Discord uses “a mix of proactive and reactive tools to keep activity that violates our policies off the service,” the company said in a statement. These include automated search tools like PhotoDNA and ways for users to report violations. Roblox reported that it uses a “combination of machine learning and a team of over 3,000” people to detect inappropriate content.
Lori Getz, an internet safety expert and the author of “The Tech Savvy User’s Guide to the Digital World,” said that caregivers can’t control everything children are exposed to, but parents can empower children to handle difficult situations online. Here’s how:
Start the conversation early.
Talk with children in age-appropriate ways about hate — including overt and covert signs, such as words, symbols and images — and trusting their instincts if something doesn’t seem right. “If caregivers don’t talk with their children about these things, someone else will, and it may not be a credible source,” Ms. Guy said.

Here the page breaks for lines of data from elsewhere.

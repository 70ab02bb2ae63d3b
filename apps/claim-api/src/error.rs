//! Error types for the claim API

use axum::{
    http::StatusCode,
    response::{IntoResponse, Response},
    Json,
};
use claim_core::{ClaimError, ClassificationError, EmbeddingError};
use serde_json::json;
use thiserror::Error;

#[derive(Debug, Error)]
pub enum ApiError {
    #[error("Invalid request: {0}")]
    InvalidRequest(String),

    #[error(transparent)]
    Claim(#[from] ClaimError),

    #[error("Internal error: {0}")]
    Internal(#[from] anyhow::Error),
}

impl ApiError {
    pub fn status(&self) -> StatusCode {
        match self {
            ApiError::InvalidRequest(_) => StatusCode::BAD_REQUEST,
            ApiError::Claim(e) => match e {
                ClaimError::InvalidClaim
                | ClaimError::InvalidTopK
                | ClaimError::Embedding(EmbeddingError::EmptyInput) => StatusCode::BAD_REQUEST,
                ClaimError::NotFound(_) => StatusCode::NOT_FOUND,
                ClaimError::Embedding(EmbeddingError::Timeout(_))
                | ClaimError::Classification(ClassificationError::Timeout(_)) => {
                    StatusCode::GATEWAY_TIMEOUT
                }
                ClaimError::Embedding(EmbeddingError::Backend(_))
                | ClaimError::Classification(ClassificationError::Backend(_)) => StatusCode::BAD_GATEWAY,
                _ => StatusCode::INTERNAL_SERVER_ERROR,
            },
            ApiError::Internal(_) => StatusCode::INTERNAL_SERVER_ERROR,
        }
    }

    pub fn code(&self) -> &'static str {
        match self {
            ApiError::InvalidRequest(_) => "INVALID_REQUEST",
            ApiError::Claim(e) => e.code(),
            ApiError::Internal(_) => "INTERNAL",
        }
    }
}

impl IntoResponse for ApiError {
    fn into_response(self) -> Response {
        let status = self.status();
        let message = if status.is_server_error() {
            tracing::error!("{} ({}): {}", status, self.code(), self);
            match &self {
                ApiError::Claim(e) if e.is_retryable() => self.to_string(),
                _ => "Internal error".to_string(),
            }
        } else {
            self.to_string()
        };

        let body = Json(json!({
            "error": message,
            "code": self.code(),
            "status": status.as_u16(),
        }));

        (status, body).into_response()
    }
}

#[cfg(test)]
mod tests {
    use super::*;
    use std::time::Duration;

    #[test]
    fn test_status_mapping() {
        assert_eq!(ApiError::from(ClaimError::InvalidClaim).status(), StatusCode::BAD_REQUEST);
        assert_eq!(ApiError::from(ClaimError::InvalidTopK).status(), StatusCode::BAD_REQUEST);
        assert_eq!(ApiError::from(ClaimError::NotFound(3)).status(), StatusCode::NOT_FOUND);
        assert_eq!(
            ApiError::from(ClaimError::from(EmbeddingError::Timeout(Duration::from_secs(1)))).status(),
            StatusCode::GATEWAY_TIMEOUT
        );
        assert_eq!(
            ApiError::from(ClaimError::from(ClassificationError::Backend("gone".into()))).status(),
            StatusCode::BAD_GATEWAY
        );
        assert_eq!(
            ApiError::from(ClaimError::CorpusWrite("disk full".into())).status(),
            StatusCode::INTERNAL_SERVER_ERROR
        );
    }

    #[test]
    fn test_codes() {
        assert_eq!(ApiError::InvalidRequest("x".into()).code(), "INVALID_REQUEST");
        assert_eq!(ApiError::from(ClaimError::InvalidClaim).code(), "INVALID_CLAIM");
    }
}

If children are harassed online, ensure they have support, said Robyn Silverman, a child and teen development specialist. Online abuse should be taken just as seriously as other types of abuse, she said, noting that children and teens who are targeted “can experience anxiety, depression, difficulty sleeping, stomach aches and other physical symptoms from cyber abuse.”
Maintaining an ongoing, open dialogue about online safety is crucial. Even if children are not allowed to play certain games at home, they may be exposed to them in other places. A British survey of 20,000 children ages 11-18 reported that 57 percent said they have accounts that “adults don’t know about.”
Children may withhold information from caregivers, especially if they are targeted online, out of fear of losing their games, Dr. Silverman said. “Share with your children that they won’t be in trouble if they come to you about this,” she suggested. “Let them know that you are there to support them.”
Check content and review settings.
Review online content and the accounts that your children interact with, as well as privacy settings and parental controls. Be transparent so your children know you will be checking.
Ms. Getz recommended that caregivers check game ratings. Online platforms for children under 13 have stricter privacy requirements under the federal Children’s Online Privacy Protection Rule than platforms that target older users.